I often wonder if over protection as children plays a part in why so many teenagers/young adults, are suffering from anxiety.

OoooohMatron · 08/10/2022 10:22

I think there needs to be a balance and I honestly think it depends where you live. We are in a village and I'm totally comfortable with my 10 and 12 year olds going to the park, round their friends houses, out on bikes etc but I'd be very reluctant if we lived in a town centre. Some parents are totally OTT. A boy in my sons year 6 class isn't allowed to walk to school with friends, despite living 2 mins walk away with no roads to cross. All the others are walking together and he's being walked in by his dad, which is pretty embarrassing for the poor lad.

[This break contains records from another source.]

//! The response value a hook handler produces, independent of which
//! [`crate::hooks::HookKind`] invoked it.
//!
//! spec.md §4.6 describes two call shapes — BASE/WAB fill in a preallocated
//! response object, RACK-style returns a `(status, headers, body)` tuple —
//! but both resolve to the same wire shape once the worker is done with
//! them. `HandlerResponse` is that common target, the way the teacher's
//! `ResponseBuilder` (`src/http.rs`) is the common target for its own
//! several response-construction call sites.
use crate::text::Text;

/// Status codes that must not carry `Content-Length` or `Content-Type`
/// (spec.md §4.6, item 2).
pub const NO_BODY_HEADERS: &[u16] = &[100, 101, 102, 204, 205, 304];

#[derive(Clone, Debug)]
pub struct HandlerResponse {
    pub status: u16,
    pub headers: Vec<(String, String)>,
    pub body: Vec<u8>,
}

impl HandlerResponse {
    pub fn new(status: u16) -> Self {
        HandlerResponse { status, headers: Vec::new(), body: Vec::new() }
    }

    pub fn with_body(status: u16, body: impl Into<Vec<u8>>) -> Self {
        HandlerResponse { status, headers: Vec::new(), body: body.into() }
    }

    pub fn header(mut self, name: impl Into<String>, value: impl Into<String>) -> Self {
        self.headers.push((name.into(), value.into()));
        self
    }

    /// The canned 404 used when no hook and no cached file matches (spec.md
    /// §8 scenario 2): empty body, explicit close, since there's nothing
    /// left in the route table for this connection to stay open for.
    pub fn not_found() -> Self {
        HandlerResponse::new(404).header("Connection", "Close")
    }

    /// Renders the status line, headers, and `Content-Length`/`Content-Type`
    /// framing into one wire-ready [`Text`], dropping any `Content-Length`
    /// the handler supplied (spec.md §4.6: "filtered headers (drop
    /// Content-Length from the returned set; server computes it)").
    ///
    /// `head` suppresses the body bytes while still computing
    /// `Content-Length` over them, per spec.md §4.6 item: "On HEAD, body
    /// length is 0 but Content-Length is still computed over the body."
    pub fn render(&self, head: bool) -> Text {
        let reason = reason_phrase(self.status);
        let suppress_length = NO_BODY_HEADERS.contains(&self.status);

        let mut head_text = format!("HTTP/1.1 {} {}\r\n", self.status, reason);
        for (name, value) in &self.headers {
            if name.eq_ignore_ascii_case("content-length") {
                continue;
            }
            head_text.push_str(name);
            head_text.push_str(": ");
            head_text.push_str(value);
            head_text.push_str("\r\n");
        }
        if !suppress_length {
            head_text.push_str(&format!("Content-Length: {}\r\n", self.body.len()));
        }
        head_text.push_str("\r\n");

        let body: &[u8] = if head { &[] } else { &self.body };
        let mut builder = Text::allocate(head_text.len() + body.len());
        builder.append(head_text.as_bytes());
        builder.append(body);
        builder.finish()
    }
}

/// Looks up the reason phrase for a status code from the fixed ~70-entry
/// table spec.md §6 describes, falling back to a generic phrase for codes
/// the table doesn't carry so a handler can still return an arbitrary
/// status without the server refusing to serialize it.
pub fn reason_phrase(status: u16) -> &'static str {
    match status {
        100 => "Continue",
        101 => "Switching Protocols",
        102 => "Processing",
        200 => "OK",
        201 => "Created",
        202 => "Accepted",
        203 => "Non-Authoritative Information",
        204 => "No Content",
        205 => "Reset Content",
        206 => "Partial Content",
        300 => "Multiple Choices",
        301 => "Moved Permanently",
        302 => "Found",
        303 => "See Other",
        304 => "Not Modified",
        307 => "Temporary Redirect",
        308 => "Permanent Redirect",
        400 => "Bad Request",
        401 => "Unauthorized",
        402 => "Payment Required",
        403 => "Forbidden",
        404 => "Not Found",
        405 => "Method Not Allowed",
        406 => "Not Acceptable",
        408 => "Request Timeout",
        409 => "Conflict",
        410 => "Gone",
        411 => "Length Required",
        413 => "Payload Too Large",
        414 => "URI Too Long",
        415 => "Unsupported Media Type",
        417 => "Expectation Failed",
        422 => "Unprocessable Entity",
        429 => "Too Many Requests",
        431 => "Request Header Fields Too Large",
        500 => "Internal Server Error",
        501 => "Not Implemented",
        502 => "Bad Gateway",
        503 => "Service Unavailable",
        504 => "Gateway Timeout",
        _ => "Unknown",
    }
}

#[cfg(test)]
mod test {
    use super::*;

    #[test]
    fn render_computes_content_length_and_drops_handler_supplied_one() {
        let resp = HandlerResponse::with_body(200, "hi")
            .header("Content-Length", "999")
            .header("X-Test", "a");
        let text = resp.render(false);
        let rendered = String::from_utf8_lossy(text.as_bytes()).into_owned();
        assert!(rendered.contains("Content-Length: 2\r\n"));
        assert!(!rendered.contains("999"));
        assert!(rendered.ends_with("hi"));
    }

    #[test]
    fn head_suppresses_body_but_keeps_length() {
        let resp = HandlerResponse::with_body(200, "hello");
        let text = resp.render(true);
        let rendered = String::from_utf8_lossy(text.as_bytes()).into_owned();
        assert!(rendered.contains("Content-Length: 5\r\n"));
        assert!(rendered.ends_with("\r\n\r\n"));
    }

    #[test]
    fn no_body_statuses_omit_content_length() {
        let resp = HandlerResponse::new(204);
        let text = resp.render(false);
        let rendered = String::from_utf8_lossy(text.as_bytes()).into_owned();
        assert!(!rendered.contains("Content-Length"));
    }
}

FeliciteFaff · 08/10/2022 10:22

There are a lot of ignorant people on this thread who are bemused by parents caring for their kids. I grew up in a middle class area and our parents gave us the best of everything with safety in mind. I have grown up streetwise despite my mum being v protective. Whereas when we visited my cousins in Germany (suburban area in Düsseldorf) we would be out late on our bikes no adult supervision and were encouraged to take adventures, similarly in Oz etc. Two seperate lifestyles countries and community mindsets. People were always looking out for the neighbourhood kids. Here as we have seen on mumsnet people don’t give a shit about other peoples kids never mind keeping a kindly eye on the neighbours kids. One woman justified not helping her cousin out on her wedding day because it would have been an inconvenience for her what a load of shit. Your cousins kids are family - so if in our culture we can’t do that why would we rely on the general population to do the right thing when it comes to our kids. And yes they are ducking precious. Sorry to say this but our country has few places where kids can grow up like how you did in the 80’s. Stop telling people how to raise their kids and mind your own business. People will do as they see fit and what’s best for their own families.

KosherDill · 08/10/2022 10:22

I live in a neighborhood where (thankfully) crime is extremely low, virtually non existent. I literally haven't locked my doors and windows in years.

The people next door drive their 11-year-old to school every day, and pick him up. It's half a mile away.